Noninvasive and accurate
A new method that allows absolute temperature mapping with a previously unmatched accuracy shows promise for biomedical applications
Many magnetic resonance parameters are inherently temperature-sensitive; for example, proton resonance frequency (PRF), diffusion coefficient or transverse and longitudinal relaxation times. The accuracy of many conventional thermometry methods such as PRF is however limited and although such techniques provide useful relative temperature results, MRI thermometry based on encapsulated hyperpolarized xenon appears to be a more promising technology for in vivo applications because it can be used to map absolute temperatures.
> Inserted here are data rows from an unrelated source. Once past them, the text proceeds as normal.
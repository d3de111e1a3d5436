use async_trait::async_trait;
use bson::oid::ObjectId;
use serde_json::Value;
use tokio::sync::RwLock;

use models::item::{DeleteResult, InsertResult, Item, UpdateResult, ID_FIELD};

use crate::errors::ServiceError;
use crate::items::repository::ItemRepository;

/// Process-local item store with the same observable behaviour as the MongoDB
/// collection for top-level fields. Dotted `$set` paths are stored as literal keys.
#[derive(Default)]
pub struct MemoryItemRepository {
    inner: RwLock<Vec<Item>>,
}

impl MemoryItemRepository {
    pub fn new() -> Self {
        Self::default()
    }

    /// Number of stored items.
    pub async fn len(&self) -> usize {
        self.inner.read().await.len()
    }

    pub async fn is_empty(&self) -> bool {
        self.inner.read().await.is_empty()
    }
}

fn id_value(id: &ObjectId) -> Value {
    Value::String(id.to_hex())
}

#[async_trait]
impl ItemRepository for MemoryItemRepository {
    async fn insert(&self, mut item: Item) -> Result<InsertResult, ServiceError> {
        let mut items = self.inner.write().await;
        let id = match item.get(ID_FIELD) {
            Some(existing) => {
                if items.iter().any(|i| i.get(ID_FIELD) == Some(existing)) {
                    return Err(ServiceError::Connectivity(format!("duplicate key: {existing}")));
                }
                existing.clone()
            }
            None => {
                let id = id_value(&ObjectId::new());
                item.insert(ID_FIELD.to_string(), id.clone());
                id
            }
        };
        items.push(item);
        Ok(InsertResult::new(id))
    }

    async fn find_all(&self) -> Result<Vec<Item>, ServiceError> {
        Ok(self.inner.read().await.clone())
    }

    async fn update_by_id(&self, id: &ObjectId, fields: Item) -> Result<UpdateResult, ServiceError> {
        let key = id_value(id);
        let mut items = self.inner.write().await;
        let Some(target) = items.iter_mut().find(|i| i.get(ID_FIELD) == Some(&key)) else {
            return Ok(UpdateResult::new(0, 0));
        };
        if fields.contains_key(ID_FIELD) {
            return Err(ServiceError::Connectivity("the _id field is immutable".into()));
        }

        let mut modified = false;
        for (k, v) in fields {
            if target.get(&k) != Some(&v) {
                target.insert(k, v);
                modified = true;
            }
        }
        Ok(UpdateResult::new(1, u64::from(modified)))
    }

    async fn delete_by_id(&self, id: &ObjectId) -> Result<DeleteResult, ServiceError> {
        let key = id_value(id);
        let mut items = self.inner.write().await;
        let before = items.len();
        if let Some(pos) = items.iter().position(|i| i.get(ID_FIELD) == Some(&key)) {
            items.remove(pos);
        }
        Ok(DeleteResult::new((before - items.len()) as u64))
    }
}
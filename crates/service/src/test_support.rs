use std::net::SocketAddr;

use axum::Router;
use configs::DatabaseConfig;
use tokio::net::TcpListener;

use crate::items::MongoItemRepository;

/// Repository on a throwaway collection when `MONGODB_URI` is set.
pub async fn mongo_repository() -> Option<MongoItemRepository> {
    if std::env::var("SKIP_DB_TESTS").is_ok() {
        return None;
    }
    let uri = std::env::var("MONGODB_URI").ok()?;
    let cfg = DatabaseConfig {
        uri,
        name: std::env::var("DATABASENAME").unwrap_or_else(|_| "prompt_relay_test".into()),
        collection: format!("items_test_{}", bson::oid::ObjectId::new().to_hex()),
        ..DatabaseConfig::default()
    };
    let client = match models::db::connect(&cfg).await {
        Ok(c) => c,
        Err(e) => {
            eprintln!("skip: cannot connect to mongodb: {e}");
            return None;
        }
    };
    Some(MongoItemRepository::new(models::db::collection(&client, &cfg)))
}

/// Serve `router` on an ephemeral local port and return its base URL.
pub async fn spawn_upstream(router: Router) -> String {
    let listener = TcpListener::bind((std::net::Ipv4Addr::LOCALHOST, 0))
        .await
        .expect("bind mock upstream");
    let addr: SocketAddr = listener.local_addr().expect("local addr");
    tokio::spawn(async move {
        if let Err(e) = axum::serve(listener, router).await {
            eprintln!("mock upstream error: {e}");
        }
    });
    format!("http://{}:{}", addr.ip(), addr.port())
}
Hydrogen is the most frequently imaged nucleus in MRI, but any nucleus with a net nuclear spin can potentially be imaged, including xenon (129Xe). Such gaseous isotopes must be hyperpolarized before use as their net magnetization is too low to yield a good signal under normal conditions. Schilling and co-workers have introduced xenon sensors as a temperature contrast agent for MRI thermometry to gain both high accuracy and sensitivity. They have achieved this by hyperpolarization through spin exchange optical pumping, which increases the equilibrium net spin polarization by three to four orders of magnitude.
The new technique is based on the temperature-dependent chemical shift of hyperpolarized xenon in a cryptophane-A cage. This shift is linear with a slope of 0.29 ppm per °C, which is almost 30 times higher than that of the proton resonance frequency that is currently used for MRI thermometry. According to Schilling, this new direct mapping concept allows absolute temperature mapping with a previously unmatched accuracy of 0.1°C at a sensor concentration of 150 µM. But the researchers have also demonstrated an indirect temperature detection technique, via chemical exchange saturation transfer of hyperpolarized xenon (Hyper-CEST, introduced previously by co-author Leif Schröder who currently works at the Leibniz Institute for Molecular Pharmacology in Berlin), which makes temperature mapping with nanomolar agent concentrations as low as 10 nM possible. “This absolute temperature imaging concept offers high temperature accuracy at ultralow agent concentrations”, Schilling says. The new sensors consist of three major components: a cryptophane-A cage for hosting the xenon atom, a linker, and a peptide for sufficient water solubility.
Original publication: Franz Schilling, Alexander Pines; "MRI Thermometry Based on Encapsulated Hyperpolarized Xenon"; ChemPhysChem 2010, 11, No. 16.